** Given data follows **
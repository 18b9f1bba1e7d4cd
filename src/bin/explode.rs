//! Splits one or more zip files into the exploded format to reduce
//! duplication across archives.

use std::path::PathBuf;
use std::process::ExitCode;

use anyhow::Context;
use clap::Parser;
use rayon::prelude::*;
use xzip::exploder::{explode, ExplodeOutcome};
use xzip::vprintln;

#[derive(Parser, Debug)]
#[command(
    about = "Splits zip file(s) into an exploded format to reduce duplication"
)]
struct Cli {
    /// Alternate base directory for the exploded files.
    #[arg(short = 'd', long = "directory", default_value = ".")]
    directory: PathBuf,

    /// Data subdirectory shard depth.
    #[arg(long, default_value_t = 0)]
    depth: u32,

    /// Increase diagnostic verbosity (repeatable).
    #[arg(short = 'v', long = "verbose", action = clap::ArgAction::Count)]
    verbose: u8,

    /// Suppress all but fatal diagnostics (repeatable).
    #[arg(short = 'q', long = "quiet", action = clap::ArgAction::Count)]
    quiet: u8,

    /// Zip files to process.
    #[arg(required = true)]
    filenames: Vec<PathBuf>,
}

fn main() -> ExitCode {
    let cli = Cli::parse();
    let verbose = (cli.verbose as i16 - cli.quiet as i16).max(0) as u8;

    // The blob pool's write-if-absent puts are safe under concurrent
    // writers, so multiple archives can be exploded across a thread pool
    // the same way igir's candidate processing fans out over rayon.
    let pool = rayon::ThreadPoolBuilder::new()
        .num_threads(num_cpus::get())
        .build()
        .expect("building explode thread pool");

    let results: Vec<(&PathBuf, anyhow::Result<ExplodeOutcome>)> = pool.install(|| {
        cli.filenames
            .par_iter()
            .map(|filename| {
                vprintln!(verbose, 1, "exploding {}", filename.display());
                let result = explode(filename, &cli.directory, cli.depth)
                    .with_context(|| format!("exploding {}", filename.display()));
                (filename, result)
            })
            .collect()
    });

    let mut had_error = false;
    for (filename, result) in results {
        match result {
            Ok(ExplodeOutcome::Exploded { entries }) => {
                vprintln!(verbose, 1, "{}: {entries} entries", filename.display());
            }
            Ok(ExplodeOutcome::NotAZip) => {
                vprintln!(verbose, 0, "{}: not a zip file, skipping", filename.display());
            }
            Err(e) => {
                eprintln!("error: {e:#}");
                had_error = true;
            }
        }
    }

    if had_error {
        ExitCode::FAILURE
    } else {
        ExitCode::SUCCESS
    }
}
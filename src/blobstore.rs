//! Content-addressed blob pool. A blob's name is the hex SHA-1 of its
//! bytes; writes are write-if-absent, and the pool is never mutated once a
//! blob exists, so reads need no synchronization beyond the filesystem's
//! own guarantees.

use std::fs::{self, File};
use std::io::Write;
use std::path::Path;

use anyhow::{Context, Result};

use crate::paths::{blob_parent, blob_path};

/// Handle to a base directory holding exploded archives' shared blob pool.
#[derive(Debug, Clone)]
pub struct BlobStore {
    base: std::path::PathBuf,
    depth: u32,
}

impl BlobStore {
    pub fn new(base: impl Into<std::path::PathBuf>, depth: u32) -> Self {
        Self {
            base: base.into(),
            depth,
        }
    }

    pub fn depth(&self) -> u32 {
        self.depth
    }

    /// Full path a blob with this hex digest would live at.
    pub fn path_for(&self, hex_sha: &str) -> std::path::PathBuf {
        blob_path(&self.base, hex_sha, self.depth)
    }

    pub fn contains(&self, hex_sha: &str) -> bool {
        self.path_for(hex_sha).is_file()
    }

    /// Writes `bytes` under `hex_sha` unless a blob with that name already
    /// exists. Returns `true` if a new blob was written, `false` if it was
    /// already present (the dedup case).
    pub fn put(&self, hex_sha: &str, bytes: &[u8]) -> Result<bool> {
        let dest = self.path_for(hex_sha);
        if dest.is_file() {
            return Ok(false);
        }

        let parent = blob_parent(&self.base, hex_sha, self.depth);
        fs::create_dir_all(&parent)
            .with_context(|| format!("creating blob shard directory {}", parent.display()))?;

        // Write to a sibling temp file first so a reader never observes a
        // partially written blob under its final name.
        let tmp = parent.join(format!(".{hex_sha}.tmp"));
        {
            let mut f = File::create(&tmp)
                .with_context(|| format!("creating temp blob file {}", tmp.display()))?;
            f.write_all(bytes)
                .with_context(|| format!("writing blob {hex_sha}"))?;
        }
        match fs::rename(&tmp, &dest) {
            Ok(()) => Ok(true),
            Err(e) => {
                let _ = fs::remove_file(&tmp);
                if dest.is_file() {
                    // Lost a race with another explode of the same payload.
                    Ok(false)
                } else {
                    Err(e).with_context(|| format!("installing blob {hex_sha}"))
                }
            }
        }
    }

    /// Opens a blob for reading, returning the file and its length in bytes.
    pub fn open(&self, hex_sha: &str) -> Result<(File, u64)> {
        let path = self.path_for(hex_sha);
        let f = File::open(&path)
            .with_context(|| format!("opening blob {} at {}", hex_sha, path.display()))?;
        let len = f
            .metadata()
            .with_context(|| format!("statting blob {hex_sha}"))?
            .len();
        Ok((f, len))
    }
}

#[cfg(test)]
mod tests {
    use super::*;
    use tempfile::tempdir;

    #[test]
    fn put_then_open_round_trips() {
        let dir = tempdir().unwrap();
        let store = BlobStore::new(dir.path(), 2);
        let hex = "0123456789abcdef0123456789abcdef01234567";
        let wrote = store.put(hex, b"hello world").unwrap();
        assert!(wrote);
        assert!(store.contains(hex));

        let (mut f, len) = store.open(hex).unwrap();
        assert_eq!(len, 11);
        let mut buf = Vec::new();
        std::io::Read::read_to_end(&mut f, &mut buf).unwrap();
        assert_eq!(buf, b"hello world");
    }

    #[test]
    fn second_put_is_a_noop() {
        let dir = tempdir().unwrap();
        let store = BlobStore::new(dir.path(), 0);
        let hex = "aaaaaaaaaaaaaaaaaaaaaaaaaaaaaaaaaaaaaaaa";
        assert!(store.put(hex, b"x").unwrap());
        assert!(!store.put(hex, b"x").unwrap());
    }

    #[test]
    fn shards_by_configured_depth() {
        let dir = tempdir().unwrap();
        let store = BlobStore::new(dir.path(), 1);
        let hex = "deadbeefdeadbeefdeadbeefdeadbeefdeadbeef";
        store.put(hex, b"payload").unwrap();
        assert!(dir.path().join("data").join("d").join(hex).is_file());
    }
}
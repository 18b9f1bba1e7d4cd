//! One-shot transformation that parses a ZIP container and writes its
//! three sidecars plus any new blobs into the shared pool.

use std::fs::{self, File};
use std::io::{Read, Seek, SeekFrom, Write};
use std::path::Path;

use anyhow::{Context, Result};
use sha1_smol::Sha1;

use crate::blobstore::BlobStore;
use crate::paths::{archive_name, meta_dir, sidecar_paths};
use crate::zip_records::{
    CentralDirectoryEntry, DataDescriptor, EndOfCentralDirectory, LocalFileHeader,
    StreamItemHeader, DD_MARKER, FLAG_DATA_DESCRIPTOR,
};

/// How much of the file's tail to scan for an EOCD marker that isn't right
/// at the end (a trailing comment pushed it earlier).
const EOCD_SCAN_WINDOW: u64 = 65536 + EndOfCentralDirectory::SIZE as u64;

/// Outcome of attempting to explode one file.
pub enum ExplodeOutcome {
    /// Sidecars and blobs were written.
    Exploded { entries: usize },
    /// The file doesn't look like a ZIP archive (no EOCD record found); not
    /// treated as an error, matching the source's silent skip.
    NotAZip,
}

/// Explodes the archive at `archive_path` into sidecars and blobs under
/// `base`, sharding blob paths by `depth` leading hex nibbles.
pub fn explode(archive_path: &Path, base: &Path, depth: u32) -> Result<ExplodeOutcome> {
    let mut file = File::open(archive_path)
        .with_context(|| format!("opening archive {}", archive_path.display()))?;

    let Some(eocd) = locate_eocd(&mut file)? else {
        return Ok(ExplodeOutcome::NotAZip);
    };
    let filesize = file.stream_position()?;

    fs::create_dir_all(meta_dir(base))
        .with_context(|| format!("creating meta directory under {}", base.display()))?;
    fs::create_dir_all(base.join("data"))
        .with_context(|| format!("creating data directory under {}", base.display()))?;

    let name = archive_name(archive_path);
    let paths = sidecar_paths(base, &name);
    let blobs = BlobStore::new(base.to_path_buf(), depth);

    let mut jump = File::create(&paths.jump)
        .with_context(|| format!("creating {}", paths.jump.display()))?;
    let mut stream = File::create(&paths.stream)
        .with_context(|| format!("creating {}", paths.stream.display()))?;
    let mut dir = File::create(&paths.dir)
        .with_context(|| format!("creating {}", paths.dir.display()))?;

    crate::zip_records::JumpHeader {
        filesize,
        directory_offset: eocd.directory_offset as u64,
    }
    .write(&mut jump)?;

    file.seek(SeekFrom::Start(eocd.directory_offset as u64))?;

    let mut count = 0usize;
    for _ in 0..eocd.total_entries {
        let mut cde_buf = vec![0u8; CentralDirectoryEntry::SIZE];
        file.read_exact(&mut cde_buf)?;
        dir.write_all(&cde_buf)?;
        let cde = CentralDirectoryEntry::read(&mut std::io::Cursor::new(&cde_buf))?;

        let stream_offset = stream.stream_position()?;
        crate::zip_records::JumpEntry {
            archive_offset: cde.offset as u64,
            stream_offset,
        }
        .write(&mut jump)?;

        process_file(&mut file, &cde, &mut stream, &blobs)
            .with_context(|| format!("processing entry at offset {}", cde.offset))?;

        let trailer_len = cde.filename_len as usize
            + cde.extra_field_len as usize
            + cde.comment_len as usize;
        let mut trailer = vec![0u8; trailer_len];
        file.read_exact(&mut trailer)?;
        dir.write_all(&trailer)?;

        count += 1;
    }

    // Copy everything remaining, including the EOCD record itself.
    let mut rest = Vec::new();
    file.read_to_end(&mut rest)?;
    dir.write_all(&rest)?;

    Ok(ExplodeOutcome::Exploded { entries: count })
}

/// Extracts one entry's payload by seeking to its Local File Header,
/// deduplicates it into the blob pool, and appends its stream item
/// (header + variable fields + optional descriptor) to `stream`.
fn process_file(
    file: &mut File,
    cde: &CentralDirectoryEntry,
    stream: &mut File,
    blobs: &BlobStore,
) -> Result<()> {
    let return_pos = file.stream_position()?;

    file.seek(SeekFrom::Start(cde.offset as u64))?;
    let lfh = LocalFileHeader::read(file)?;

    let var_len = lfh.filename_len as usize + lfh.extra_field_len as usize;
    let mut var_fields = vec![0u8; var_len];
    file.read_exact(&mut var_fields)?;

    // The Central Directory's size is authoritative; the LFH doesn't
    // always carry it when the entry used a streamed Data Descriptor.
    let mut payload = vec![0u8; cde.compressed_size as usize];
    file.read_exact(&mut payload)?;

    let mut hasher = Sha1::new();
    hasher.update(&payload);
    let digest = hasher.digest();
    let hex_sha = digest.to_string();
    let sha_bytes = digest.bytes();

    blobs
        .put(&hex_sha, &payload)
        .with_context(|| format!("storing blob {hex_sha}"))?;

    let descriptor = read_descriptor(file, lfh.flag)?;

    let header = StreamItemHeader {
        lfh,
        descriptor_len: descriptor.len() as u8,
        sha: sha_bytes,
    };
    header.write(stream)?;
    stream.write_all(&var_fields)?;
    if !descriptor.is_empty() {
        stream.write_all(&descriptor)?;
    }

    file.seek(SeekFrom::Start(return_pos))?;
    Ok(())
}

/// Reads a trailing Data Descriptor if present, exactly as the source
/// does: probe 4 bytes for the optional marker; if absent but the flag
/// says one was streamed, rewind and take those same 4 bytes as the start
/// of the 12-byte descriptor body.
fn read_descriptor(file: &mut File, flag: u16) -> Result<Vec<u8>> {
    let mut probe = [0u8; 4];
    let read = read_up_to(file, &mut probe)?;

    if read == 4 && probe == DD_MARKER {
        let mut body = [0u8; DataDescriptor::SIZE];
        file.read_exact(&mut body)?;
        let mut out = Vec::with_capacity(4 + DataDescriptor::SIZE);
        out.extend_from_slice(&DD_MARKER);
        out.extend_from_slice(&body);
        return Ok(out);
    }

    if flag & FLAG_DATA_DESCRIPTOR != 0 {
        file.seek(SeekFrom::Current(-(read as i64)))?;
        let mut body = vec![0u8; DataDescriptor::SIZE];
        file.read_exact(&mut body)?;
        return Ok(body);
    }

    file.seek(SeekFrom::Current(-(read as i64)))?;
    Ok(Vec::new())
}

fn read_up_to(file: &mut File, buf: &mut [u8]) -> Result<usize> {
    let mut total = 0;
    while total < buf.len() {
        let n = file.read(&mut buf[total..])?;
        if n == 0 {
            break;
        }
        total += n;
    }
    Ok(total)
}

/// Locates the End of Central Directory record: first by seeking
/// directly to where it would sit if there's no trailing comment, then by
/// scanning the last `EOCD_SCAN_WINDOW` bytes for the marker.
pub fn locate_eocd(file: &mut File) -> Result<Option<EndOfCentralDirectory>> {
    let len = file.seek(SeekFrom::End(0))?;
    if len < EndOfCentralDirectory::SIZE as u64 {
        return Ok(None);
    }

    file.seek(SeekFrom::End(-(EndOfCentralDirectory::SIZE as i64)))?;
    let mut tail = [0u8; EndOfCentralDirectory::SIZE];
    file.read_exact(&mut tail)?;
    if let Ok(eocd) = EndOfCentralDirectory::read(&mut std::io::Cursor::new(&tail)) {
        file.seek(SeekFrom::End(0))?;
        return Ok(Some(eocd));
    }

    let scan_from = len.saturating_sub(EOCD_SCAN_WINDOW);
    file.seek(SeekFrom::Start(scan_from))?;
    let mut buf = Vec::new();
    file.read_to_end(&mut buf)?;

    let Some((eocd, _)) = EndOfCentralDirectory::find_in(&buf) else {
        return Ok(None);
    };
    file.seek(SeekFrom::End(0))?;
    Ok(Some(eocd))
}
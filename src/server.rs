//! Websocket transport substrate: connection establishment, framing and
//! ping/pong belong to axum; the coordinator sees only inbound text payloads
//! and closure events, and sends through each connection's outbound channel.

use axum::{
    extract::{
        ws::{Message, WebSocket, WebSocketUpgrade},
        State,
    },
    response::IntoResponse,
    routing::get,
    Router,
};
use futures::{SinkExt, StreamExt};
use tokio::net::TcpListener;
use tokio::sync::mpsc;
use tower_http::cors::CorsLayer;

use crate::handlers::commands::handle_message;
use crate::handlers::disconnect::handle_disconnect;
use crate::models::connection::ConnectionHandle;
use crate::models::registry::AppState;

pub async fn run(state: AppState, bind_addr: &str) -> Result<(), Box<dyn std::error::Error>> {
    let app = Router::new()
        .route("/ws", get(ws_handler))
        .layer(CorsLayer::permissive())
        .with_state(state);

    log::info!("starting websocket server on {}", bind_addr);
    let listener = TcpListener::bind(bind_addr).await?;
    axum::serve(listener, app).await?;
    Ok(())
}

async fn ws_handler(ws: WebSocketUpgrade, State(state): State<AppState>) -> impl IntoResponse {
    ws.on_upgrade(move |socket| handle_socket(socket, state))
}

async fn handle_socket(socket: WebSocket, state: AppState) {
    let (mut sink, mut stream) = socket.split();
    let (tx, mut rx) = mpsc::unbounded_channel::<serde_json::Value>();

    // Outbound pump: everything the coordinator sends to this connection is
    // serialized to text frames here, in order.
    tokio::spawn(async move {
        while let Some(message) = rx.recv().await {
            if sink.send(Message::Text(message.to_string())).await.is_err() {
                break;
            }
        }
    });

    let conn = ConnectionHandle::new(tx);
    log::info!("client {} connected", conn.id());

    while let Some(Ok(message)) = stream.next().await {
        match message {
            Message::Text(text) => {
                log::debug!("message from {}: {}", conn.id(), text);
                handle_message(&state, &conn, &text).await;
            }
            Message::Close(_) => break,
            _ => {}
        }
    }

    // Reached on explicit close, stream end, or transport error alike.
    log::info!("client {} disconnected", conn.id());
    handle_disconnect(&state, conn.id()).await;
}
//! Quiz Lobby Server - realtime multiplayer session coordinator
//!
//! Clients connect over a websocket, create or join a game identified by a
//! short code, and exchange turn-based trivia state until the session
//! empties. One process owns all in-memory session state; the durable
//! game/score records live behind the `GameStore` seam.
//!
//! Key features:
//! - Create/join/leave lobbies keyed by four-digit codes
//! - Turn rotation with per-round answer tracking
//! - Roster/score fan-out to every connection in a session
//! - Thread-safe: RwLock around the lobby registry

use std::sync::Arc;

use quizgameserver::config::Config;
use quizgameserver::models::AppState;
use quizgameserver::server;
use quizgameserver::store::MemoryGameStore;

#[tokio::main]
async fn main() -> Result<(), Box<dyn std::error::Error>> {
    let config = Config::new();
    setup_logging(&config)?;

    let state = AppState::new(Arc::new(MemoryGameStore::new()));
    server::run(state, &config.bind_addr()).await
}

fn setup_logging(config: &Config) -> Result<(), Box<dyn std::error::Error>> {
    fern::Dispatch::new()
        .format(|out, message, record| {
            out.finish(format_args!(
                "{}[{}][{}] {}",
                chrono::Utc::now().format("[%Y-%m-%d][%H:%M:%S]"),
                record.target(),
                record.level(),
                message
            ))
        })
        .level(log::LevelFilter::Debug)
        .chain(std::io::stdout())
        .chain(fern::log_file(&config.log_file)?)
        .apply()?;
    Ok(())
}
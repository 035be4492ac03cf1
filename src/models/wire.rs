use serde::Deserialize;
use serde_json::Value;

/// Player identity plus an opaque payload the coordinator never inspects,
/// passed through to the durable record as-is.
#[derive(Debug, Clone, Deserialize)]
pub struct PlayerPayload {
    pub name: String,
    #[serde(default)]
    pub data: Value,
}

/// One inbound client message: `{"command": ..., "data": {...}}`.
/// Anything that fails to parse into a known command is dropped at the
/// boundary before it can touch session state.
#[derive(Debug, Deserialize)]
#[serde(tag = "command", content = "data", rename_all = "camelCase")]
pub enum ClientCommand {
    CreateGame(PlayerPayload),
    AddPlayer {
        id: String,
        player: PlayerPayload,
    },
    RemovePlayer {
        id: String,
        player: String,
    },
    ScoreUpdate {
        id: String,
        player: String,
        score: Option<i64>,
    },
    #[serde(rename_all = "camelCase")]
    BroadcastLetter {
        id: String,
        letter: String,
        #[serde(default)]
        last_question: bool,
        #[serde(default)]
        index: u32,
    },
    StartGame {
        id: String,
    },
}

impl ClientCommand {
    pub fn parse(raw: &str) -> Result<Self, serde_json::Error> {
        serde_json::from_str(raw)
    }
}

#[cfg(test)]
mod tests {
    use super::*;

    #[test]
    fn test_parse_create_game() {
        let raw = r#"{"command": "createGame", "data": {"name": "alice", "data": {"score": 0}}}"#;
        match ClientCommand::parse(raw).unwrap() {
            ClientCommand::CreateGame(host) => {
                assert_eq!(host.name, "alice");
                assert_eq!(host.data["score"], 0);
            }
            other => panic!("unexpected command: {other:?}"),
        }
    }

    #[test]
    fn test_parse_add_player() {
        let raw = r#"{"command": "addPlayer", "data": {"id": "4217", "player": {"name": "bob"}}}"#;
        match ClientCommand::parse(raw).unwrap() {
            ClientCommand::AddPlayer { id, player } => {
                assert_eq!(id, "4217");
                assert_eq!(player.name, "bob");
                assert!(player.data.is_null());
            }
            other => panic!("unexpected command: {other:?}"),
        }
    }

    #[test]
    fn test_parse_remove_player() {
        let raw = r#"{"command": "removePlayer", "data": {"id": "6618", "player": "player"}}"#;
        match ClientCommand::parse(raw).unwrap() {
            ClientCommand::RemovePlayer { id, player } => {
                assert_eq!(id, "6618");
                assert_eq!(player, "player");
            }
            other => panic!("unexpected command: {other:?}"),
        }
    }

    #[test]
    fn test_parse_score_update_with_and_without_score() {
        let with = r#"{"command": "scoreUpdate", "data": {"id": "4217", "player": "bob", "score": 10}}"#;
        match ClientCommand::parse(with).unwrap() {
            ClientCommand::ScoreUpdate { score, .. } => assert_eq!(score, Some(10)),
            other => panic!("unexpected command: {other:?}"),
        }

        let without = r#"{"command": "scoreUpdate", "data": {"id": "4217", "player": "alice"}}"#;
        match ClientCommand::parse(without).unwrap() {
            ClientCommand::ScoreUpdate { score, .. } => assert_eq!(score, None),
            other => panic!("unexpected command: {other:?}"),
        }
    }

    #[test]
    fn test_parse_broadcast_letter() {
        let raw = r#"{"command": "broadcastLetter", "data": {"id": "4217", "letter": "K", "lastQuestion": true, "index": 7}}"#;
        match ClientCommand::parse(raw).unwrap() {
            ClientCommand::BroadcastLetter {
                letter,
                last_question,
                index,
                ..
            } => {
                assert_eq!(letter, "K");
                assert!(last_question);
                assert_eq!(index, 7);
            }
            other => panic!("unexpected command: {other:?}"),
        }
    }

    #[test]
    fn test_malformed_and_unknown_input_fail_parse() {
        assert!(ClientCommand::parse("not json at all").is_err());
        assert!(ClientCommand::parse(r#"{"command": "reboot", "data": {}}"#).is_err());
        assert!(ClientCommand::parse(r#"{"command": "addPlayer", "data": {}}"#).is_err());
    }
}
** End of Given data **
_Brief:_ In the records above, find every line containing the word "shared" and show it.

_Response to this task:_
/// Handle to a base directory holding exploded archives' shared blob pool.
//! three sidecars plus any new blobs into the shared pool.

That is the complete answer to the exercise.